Employers have brand-new legal obligations to reasonably accommodate workers expanding their families. The EEOC just announced expansive new proposed regulations that may require leave for everything pregnancy-related. Think infertility, stillbirth, abortion, menstruation, and maybe menopause leave. Plus, there’s a requirement that your pregnant employees be provided with reasonable accommodations that allow them to continue working up to giving birth. These reasonable accommodations can be something as simple as allowing late arrival for scheduled shifts due to morning sickness or providing unpaid leave after giving birth even if no paid leave is available or the employee isn’t eligible for unpaid FMLA leave. If a reasonable accommodation is available, you can’t choose to send the employee home on unpaid leave instead if she wants to work.
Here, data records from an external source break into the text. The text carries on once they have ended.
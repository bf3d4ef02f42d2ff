//! Router setup with all API routes and middleware.
//!
//! Configures the axum Router with CORS, tracing, a body limit sized for
//! audio uploads, and all endpoint handlers.

use axum::extract::DefaultBodyLimit;
use axum::http::{header, HeaderValue, Method};
use axum::routing::{get, post};
use axum::Router;
use tower_http::cors::{AllowOrigin, CorsLayer};
use tower_http::trace::TraceLayer;

use parley_core::config::ServerConfig;
use parley_core::error::ParleyError;

use crate::handlers;
use crate::state::AppState;

/// Create the axum Router with all routes and middleware.
pub fn create_router(state: AppState) -> Router {
    let server = &state.config.server;

    // Browser clients served from the same host and port.
    let origins: Vec<HeaderValue> = [
        format!("http://127.0.0.1:{}", server.port),
        format!("http://localhost:{}", server.port),
        format!("http://{}:{}", server.host, server.port),
    ]
    .iter()
    .filter_map(|origin| origin.parse::<HeaderValue>().ok())
    .collect();

    let cors = CorsLayer::new()
        .allow_origin(AllowOrigin::list(origins))
        .allow_methods([Method::GET, Method::POST, Method::OPTIONS])
        .allow_headers([header::CONTENT_TYPE, header::ACCEPT]);

    let body_limit = server.max_body_bytes;

    Router::new()
        .route("/health", get(handlers::health))
        .route("/api/chat", post(handlers::chat))
        .route("/api/transcribe", post(handlers::transcribe))
        .layer(DefaultBodyLimit::max(body_limit))
        .layer(TraceLayer::new_for_http())
        .layer(cors)
        .with_state(state)
}

/// Start the HTTP server on the configured address and serve until the
/// process is stopped.
pub async fn start_server(server: &ServerConfig, state: AppState) -> Result<(), ParleyError> {
    let addr = format!("{}:{}", server.host, server.port);

    let router = create_router(state);

    tracing::info!("Starting API server on {}", addr);

    let listener = tokio::net::TcpListener::bind(&addr).await?;

    axum::serve(listener, router).await?;

    Ok(())
}
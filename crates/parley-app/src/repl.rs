//! Interactive conversation loop.
//!
//! Reads `You: ` lines until `exit`, `quit` or end of input. Each line runs
//! one turn through the orchestrator, so the prompt carries the recent
//! history window and every completed turn is persisted.

use std::io::{BufRead, Write};
use std::sync::Arc;

use tracing::{error, info, warn};

use parley_chat::{ChatError, ChatOrchestrator, CommandSpeech, ConversationStore};
use parley_core::config::ParleyConfig;
use parley_core::types::GenerationParameters;
use parley_generate::TextGenerator;

use crate::cli::CliArgs;
use crate::error::AppError;
use crate::Console;

pub const BANNER: &str = "Entering REPL mode. Type 'exit' or Ctrl-C to quit.";

/// What a line of input asks the loop to do.
#[derive(Debug, PartialEq, Eq)]
pub enum ReplInput<'a> {
    Skip,
    Exit,
    Message(&'a str),
}

pub fn classify(line: &str) -> ReplInput<'_> {
    let line = line.trim();
    if line.is_empty() {
        ReplInput::Skip
    } else if line.eq_ignore_ascii_case("exit") || line.eq_ignore_ascii_case("quit") {
        ReplInput::Exit
    } else {
        ReplInput::Message(line)
    }
}

/// Run the loop until the user exits or input ends.
pub fn run_repl<R: BufRead, W: Write>(
    args: &CliArgs,
    config: &ParleyConfig,
    generator: &dyn TextGenerator,
    params: &GenerationParameters,
    console: &mut Console<R, W>,
) -> Result<(), AppError> {
    let history_path = args.resolve_history_file(config);
    let store = Arc::new(ConversationStore::load(&history_path));
    let mut orchestrator =
        ChatOrchestrator::new(store, &config.conversation).with_history_path(&history_path);

    if args.resolve_tts(config) {
        match CommandSpeech::resolve(&config.speech.command) {
            Ok(speech) => orchestrator = orchestrator.with_speech(Arc::new(speech)),
            Err(e) => warn!(error = %e, "Speech synthesizer not available; TTS disabled"),
        }
    }

    writeln!(console.output, "{}", BANNER)?;

    loop {
        write!(console.output, "You: ")?;
        console.output.flush()?;

        let mut line = String::new();
        if console.input.read_line(&mut line)? == 0 {
            break;
        }

        let message = match classify(&line) {
            ReplInput::Skip => continue,
            ReplInput::Exit => break,
            ReplInput::Message(message) => message,
        };

        let mut printed = Ok(());
        let output = &mut console.output;
        let result = orchestrator.handle_turn_with(generator, message, params, |reply| {
            printed = writeln!(output, "AI: {}", reply);
        });
        printed?;

        match result {
            Ok(_) => {}
            Err(ChatError::Generation(e)) => {
                error!(error = %e, "Generation failed");
                writeln!(console.output, "Error: {}", e)?;
            }
            Err(e) => return Err(e.into()),
        }
    }

    info!(
        messages = orchestrator.store().len(),
        path = %history_path.display(),
        "Leaving REPL"
    );
    Ok(())
}
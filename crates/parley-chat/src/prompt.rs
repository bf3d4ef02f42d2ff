//! Prompt rendering from a bounded conversation window.

use parley_core::types::Message;

/// Cue appended after the rendered window so the model answers as the AI.
pub const ASSISTANT_CUE: &str = "\nAI:";

/// Render the last `window_size` messages of `history` into a prompt.
///
/// Each message becomes one `User: ...` or `AI: ...` line; the lines are
/// joined with `\n` and followed by [`ASSISTANT_CUE`]. An empty window
/// renders as the bare cue.
pub fn build_prompt(history: &[Message], window_size: usize) -> String {
    let start = history.len().saturating_sub(window_size);
    let mut prompt = history[start..]
        .iter()
        .map(|m| format!("{}{}", m.role.prompt_prefix(), m.text))
        .collect::<Vec<_>>()
        .join("\n");
    prompt.push_str(ASSISTANT_CUE);
    prompt
}

#[cfg(test)]
mod tests {
    use super::*;

    #[test]
    fn test_single_user_message() {
        let history = vec![Message::user("Hi")];
        assert_eq!(build_prompt(&history, 6), "User: Hi\nAI:");
    }

    #[test]
    fn test_empty_history_renders_cue() {
        assert_eq!(build_prompt(&[], 6), "\nAI:");
    }

    #[test]
    fn test_zero_window_renders_cue() {
        let history = vec![Message::user("Hi"), Message::assistant("Hello")];
        assert_eq!(build_prompt(&history, 0), "\nAI:");
    }

    #[test]
    fn test_alternating_roles() {
        let history = vec![
            Message::user("Hi"),
            Message::assistant("Hello there"),
            Message::user("How are you?"),
        ];
        assert_eq!(
            build_prompt(&history, 6),
            "User: Hi\nAI: Hello there\nUser: How are you?\nAI:"
        );
    }

    #[test]
    fn test_window_keeps_last_six_in_order() {
        let history: Vec<Message> = (1..=9)
            .map(|i| {
                if i % 2 == 1 {
                    Message::user(format!("u{}", i))
                } else {
                    Message::assistant(format!("a{}", i))
                }
            })
            .collect();

        let prompt = build_prompt(&history, 6);
        assert_eq!(
            prompt,
            "AI: a4\nUser: u5\nAI: a6\nUser: u7\nAI: a8\nUser: u9\nAI:"
        );
        assert!(!prompt.contains("u3"));
    }

    #[test]
    fn test_deterministic() {
        let history = vec![Message::user("same"), Message::assistant("again")];
        assert_eq!(build_prompt(&history, 6), build_prompt(&history, 6));
    }
}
In addition, you must reasonably accommodate postpartum conditions and complications until the new parent is ready to resume work. That’s true whether she’s out of FMLA leave or not entitled to it. For example, an employee who undergoes a cesarean section and has complications from that surgery may have to be allowed more time off than she has available as a reasonable accommodation. Think of it as a new form of maternity leave.
Then, when she does return, you’re also required to provide a facility where, for up to a year following birth, she can safely and privately express milk for the new infant and do so as often as she needs to. That means unlimited breaks during the workday are now a federal requirement — with some specific provisions for when that time must be paid. What’s more, you have only 10 days after a request for a milk expression break room to provide one. On day 11, the employee can file her federal lawsuit. The litigation has already started with a class action for allegedly forcing new mothers to express in the breakroom or the back of a truck.